• [What to work on]
Restate each record word for word, from the first to the last.

Saved data entries
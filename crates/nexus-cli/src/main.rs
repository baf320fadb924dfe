use std::path::{Path, PathBuf};

use anyhow::Result;
use clap::{CommandFactory, Parser, Subcommand};
use nexus_core::{bootstrap, load_config, Nexus};
use nexus_memory::IndexSummary;
use nexus_schema::DEFAULT_SESSION_ID;
use nexus_server::state::AppState;
use tracing_subscriber::layer::SubscriberExt;
use tracing_subscriber::util::SubscriberInitExt;

#[derive(Parser)]
#[command(name = "nexus", version, about = "nexus conversational assistant")]
struct Cli {
    #[arg(
        long,
        default_value = ".",
        help = "Config root directory (contains config/, prompts/ and data/)"
    )]
    config_root: PathBuf,

    #[command(subcommand)]
    command: Option<Commands>,
}

#[derive(Subcommand)]
enum Commands {
    #[command(about = "Start the HTTP and WebSocket API server")]
    Serve {
        #[arg(long, help = "Bind address, overrides server.bind from config")]
        bind: Option<String>,
    },
    #[command(about = "Send one query through the dispatcher and print the response")]
    Ask {
        #[arg(help = "The question to ask")]
        query: String,
        #[arg(long, short = 's', default_value = DEFAULT_SESSION_ID, help = "Session id")]
        session: String,
        #[arg(long, help = "Print the full response as JSON")]
        json: bool,
    },
    #[command(about = "Validate config")]
    Validate,
    #[command(about = "List loaded retrieval indexes and their record counts")]
    Indexes,
}

#[tokio::main]
async fn main() -> Result<()> {
    let mut cli = Cli::parse();

    // Expand ~ to home directory
    if cli.config_root.starts_with("~") {
        if let Some(home) = std::env::var_os("HOME") {
            cli.config_root = PathBuf::from(home).join(
                cli.config_root
                    .strip_prefix("~")
                    .unwrap_or(&cli.config_root),
            );
        }
    }

    let log_dir = cli.config_root.join("logs");
    std::fs::create_dir_all(&log_dir)?;
    let file_appender = tracing_appender::rolling::daily(&log_dir, "nexus.log");
    let (non_blocking, _guard) = tracing_appender::non_blocking(file_appender);

    let env_filter = tracing_subscriber::EnvFilter::try_from_default_env()
        .unwrap_or_else(|_| tracing_subscriber::EnvFilter::new("info"));

    tracing_subscriber::registry()
        .with(env_filter)
        .with(tracing_subscriber::fmt::layer().with_writer(std::io::stderr))
        .with(
            tracing_subscriber::fmt::layer()
                .with_ansi(false)
                .with_writer(non_blocking),
        )
        .init();

    let Some(command) = cli.command else {
        Cli::command().print_help()?;
        println!();
        return Ok(());
    };

    match command {
        Commands::Validate => {
            let config = load_config(&cli.config_root)?;
            println!(
                "Config valid. {} providers, {} pools, {} agent overrides.",
                config.providers.len(),
                config.pools.len(),
                config.agents.overrides.len()
            );
            for pool in &config.pools {
                println!(
                    "  pool {:<16} provider={:<12} keys={}",
                    pool.id,
                    pool.provider,
                    pool.key_count()
                );
            }
        }
        Commands::Serve { bind } => {
            let nexus = start(&cli.config_root)?;
            let addr = bind.unwrap_or_else(|| nexus.config.server.bind.clone());
            nexus_server::serve(AppState::from_nexus(&nexus), &addr).await?;
        }
        Commands::Ask {
            query,
            session,
            json,
        } => {
            let nexus = start(&cli.config_root)?;
            let response = nexus.dispatcher.handle_query(&query, &session).await;
            if json {
                println!("{}", serde_json::to_string_pretty(&response)?);
            } else {
                println!("[{}] {}", response.agent_used, response.answer);
                if let Some(image) = &response.image {
                    println!("image: {}", image.url);
                }
            }
        }
        Commands::Indexes => {
            let nexus = start(&cli.config_root)?;
            print_index_summary(&nexus.retrieval.summary());
        }
    }

    Ok(())
}

fn start(root: &Path) -> Result<Nexus> {
    let config = load_config(root)?;
    tracing::info!(
        "starting {} ({}) from {}",
        config.app.name,
        config.app.env,
        root.display()
    );
    bootstrap(root, config)
}

fn index_lines(summary: &IndexSummary) -> Vec<String> {
    let mut lines = Vec::new();
    if summary.categories.is_empty() {
        lines.push("books: no categories loaded".to_string());
    }
    for (category, count) in &summary.categories {
        lines.push(format!("books/{category:<20} {count} records"));
    }
    for (name, size) in [
        ("memory", summary.memory),
        ("graph", summary.graph),
        ("news", summary.news),
    ] {
        match size {
            Some(count) => lines.push(format!("{name:<26} {count} records")),
            None => lines.push(format!("{name:<26} disabled")),
        }
    }
    lines
}

fn print_index_summary(summary: &IndexSummary) {
    for line in index_lines(summary) {
        println!("{line}");
    }
}

#[cfg(test)]
mod tests {
    use super::*;
    use clap::Parser;

    #[test]
    fn parses_ask_with_session() {
        let cli = Cli::try_parse_from(["nexus", "ask", "what time is it", "-s", "web-1"]).unwrap();
        match cli.command.unwrap() {
            Commands::Ask {
                query,
                session,
                json,
            } => {
                assert_eq!(query, "what time is it");
                assert_eq!(session, "web-1");
                assert!(!json);
            }
            _ => panic!("expected ask"),
        }
    }

    #[test]
    fn ask_defaults_to_default_session() {
        let cli = Cli::try_parse_from(["nexus", "ask", "hi"]).unwrap();
        assert!(matches!(
            cli.command.unwrap(),
            Commands::Ask { session, .. } if session == DEFAULT_SESSION_ID
        ));
    }

    #[test]
    fn parses_serve_bind_and_config_root() {
        let cli =
            Cli::try_parse_from(["nexus", "--config-root", "/srv/nexus", "serve", "--bind", "0.0.0.0:9000"])
                .unwrap();
        assert_eq!(cli.config_root, PathBuf::from("/srv/nexus"));
        assert!(matches!(
            cli.command.unwrap(),
            Commands::Serve { bind: Some(addr) } if addr == "0.0.0.0:9000"
        ));
    }

    #[test]
    fn parses_validate_and_indexes() {
        let cli = Cli::try_parse_from(["nexus", "validate"]).unwrap();
        assert!(matches!(cli.command.unwrap(), Commands::Validate));
        let cli = Cli::try_parse_from(["nexus", "indexes"]).unwrap();
        assert!(matches!(cli.command.unwrap(), Commands::Indexes));
    }

    #[test]
    fn index_lines_mark_disabled_domains() {
        let mut summary = IndexSummary::default();
        summary.categories.insert("history".to_string(), 12);
        summary.news = Some(3);

        let lines = index_lines(&summary);
        assert_eq!(lines.len(), 4);
        assert!(lines[0].starts_with("books/history"));
        assert!(lines[0].ends_with("12 records"));
        assert!(lines[1].ends_with("disabled"));
        assert!(lines[3].ends_with("3 records"));
    }
}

• [Exercise answer]
filename crates/nexus-cli/src/main.rs
repository baf320fadb924dfe
use std::path::{Path, PathBuf};

use anyhow::Result;
use clap::{CommandFactory, Parser, Subcommand};
use nexus_core::{bootstrap, load_config, Nexus};
use nexus_memory::IndexSummary;
use nexus_schema::DEFAULT_SESSION_ID;
use nexus_server::state::AppState;
use tracing_subscriber::layer::SubscriberExt;
use tracing_subscriber::util::SubscriberInitExt;

#[derive(Parser)]
#[command(name = "nexus", version, about = "nexus conversational assistant")]
struct Cli {
    #[arg(
        long,
        default_value = ".",
        help = "Config root directory (contains config/, prompts/ and data/)"
    )]
    config_root: PathBuf,

    #[command(subcommand)]
    command: Option<Commands>,
}

#[derive(Subcommand)]
enum Commands {
    #[command(about = "Start the HTTP and WebSocket API server")]
    Serve {
        #[arg(long, help = "Bind address, overrides server.bind from config")]
        bind: Option<String>,
    },
    #[command(about = "Send one query through the dispatcher and print the response")]
    Ask {
        #[arg(help = "The question to ask")]
        query: String,
        #[arg(long, short = 's', default_value = DEFAULT_SESSION_ID, help = "Session id")]
        session: String,
        #[arg(long, help = "Print the full response as JSON")]
        json: bool,
    },
    #[command(about = "Validate config")]
    Validate,
    #[command(about = "List loaded retrieval indexes and their record counts")]
    Indexes,
}

#[tokio::main]
async fn main() -> Result<()> {
    let mut cli = Cli::parse();

    // Expand ~ to home directory
    if cli.config_root.starts_with("~") {
        if let Some(home) = std::env::var_os("HOME") {
            cli.config_root = PathBuf::from(home).join(
                cli.config_root
                    .strip_prefix("~")
                    .unwrap_or(&cli.config_root),
            );
        }
    }

    let log_dir = cli.config_root.join("logs");
    std::fs::create_dir_all(&log_dir)?;
    let file_appender = tracing_appender::rolling::daily(&log_dir, "nexus.log");
    let (non_blocking, _guard) = tracing_appender::non_blocking(file_appender);

    let env_filter = tracing_subscriber::EnvFilter::try_from_default_env()
        .unwrap_or_else(|_| tracing_subscriber::EnvFilter::new("info"));

    tracing_subscriber::registry()
        .with(env_filter)
        .with(tracing_subscriber::fmt::layer().with_writer(std::io::stderr))
        .with(
            tracing_subscriber::fmt::layer()
                .with_ansi(false)
                .with_writer(non_blocking),
        )
        .init();

    let Some(command) = cli.command else {
        Cli::command().print_help()?;
        println!();
        return Ok(());
    };

    match command {
        Commands::Validate => {
            let config = load_config(&cli.config_root)?;
            println!(
                "Config valid. {} providers, {} pools, {} agent overrides.",
                config.providers.len(),
                config.pools.len(),
                config.agents.overrides.len()
            );
            for pool in &config.pools {
                println!(
                    "  pool {:<16} provider={:<12} keys={}",
                    pool.id,
                    pool.provider,
                    pool.key_count()
                );
            }
        }
        Commands::Serve { bind } => {
            let nexus = start(&cli.config_root)?;
            let addr = bind.unwrap_or_else(|| nexus.config.server.bind.clone());
            nexus_server::serve(AppState::from_nexus(&nexus), &addr).await?;
        }
        Commands::Ask {
            query,
            session,
            json,
        } => {
            let nexus = start(&cli.config_root)?;
            let response = nexus.dispatcher.handle_query(&query, &session).await;
            if json {
                println!("{}", serde_json::to_string_pretty(&response)?);
            } else {
                println!("[{}] {}", response.agent_used, response.answer);
                if let Some(image) = &response.image {
                    println!("image: {}", image.url);
                }
            }
        }
        Commands::Indexes => {
            let nexus = start(&cli.config_root)?;
            print_index_summary(&nexus.retrieval.summary());
        }
    }

    Ok(())
}

fn start(root: &Path) -> Result<Nexus> {
    let config = load_config(root)?;
    tracing::info!(
        "starting {} ({}) from {}",
        config.app.name,
        config.app.env,
        root.display()
    );
    bootstrap(root, config)
}

fn index_lines(summary: &IndexSummary) -> Vec<String> {
    let mut lines = Vec::new();
    if summary.categories.is_empty() {
        lines.push("books: no categories loaded".to_string());
    }
    for (category, count) in &summary.categories {
        lines.push(format!("books/{category:<20} {count} records"));
    }
    for (name, size) in [
        ("memory", summary.memory),
        ("graph", summary.graph),
        ("news", summary.news),
    ] {
        match size {
            Some(count) => lines.push(format!("{name:<26} {count} records")),
            None => lines.push(format!("{name:<26} disabled")),
        }
    }
    lines
}

fn print_index_summary(summary: &IndexSummary) {
    for line in index_lines(summary) {
        println!("{line}");
    }
}

#[cfg(test)]
mod tests {
    use super::*;
    use clap::Parser;

    #[test]
    fn parses_ask_with_session() {
        let cli = Cli::try_parse_from(["nexus", "ask", "what time is it", "-s", "web-1"]).unwrap();
        match cli.command.unwrap() {
            Commands::Ask {
                query,
                session,
                json,
            } => {
                assert_eq!(query, "what time is it");
                assert_eq!(session, "web-1");
                assert!(!json);
            }
            _ => panic!("expected ask"),
        }
    }

    #[test]
    fn ask_defaults_to_default_session() {
        let cli = Cli::try_parse_from(["nexus", "ask", "hi"]).unwrap();
        assert!(matches!(
            cli.command.unwrap(),
            Commands::Ask { session, .. } if session == DEFAULT_SESSION_ID
        ));
    }

    #[test]
    fn parses_serve_bind_and_config_root() {
        let cli =
            Cli::try_parse_from(["nexus", "--config-root", "/srv/nexus", "serve", "--bind", "0.0.0.0:9000"])
                .unwrap();
        assert_eq!(cli.config_root, PathBuf::from("/srv/nexus"));
        assert!(matches!(
            cli.command.unwrap(),
            Commands::Serve { bind: Some(addr) } if addr == "0.0.0.0:9000"
        ));
    }

    #[test]
    fn parses_validate_and_indexes() {
        let cli = Cli::try_parse_from(["nexus", "validate"]).unwrap();
        assert!(matches!(cli.command.unwrap(), Commands::Validate));
        let cli = Cli::try_parse_from(["nexus", "indexes"]).unwrap();
        assert!(matches!(cli.command.unwrap(), Commands::Indexes));
    }

    #[test]
    fn index_lines_mark_disabled_domains() {
        let mut summary = IndexSummary::default();
        summary.categories.insert("history".to_string(), 12);
        summary.news = Some(3);

        let lines = index_lines(&summary);
        assert_eq!(lines.len(), 4);
        assert!(lines[0].starts_with("books/history"));
        assert!(lines[0].ends_with("12 records"));
        assert!(lines[1].ends_with("disabled"));
        assert!(lines[3].ends_with("3 records"));
    }
}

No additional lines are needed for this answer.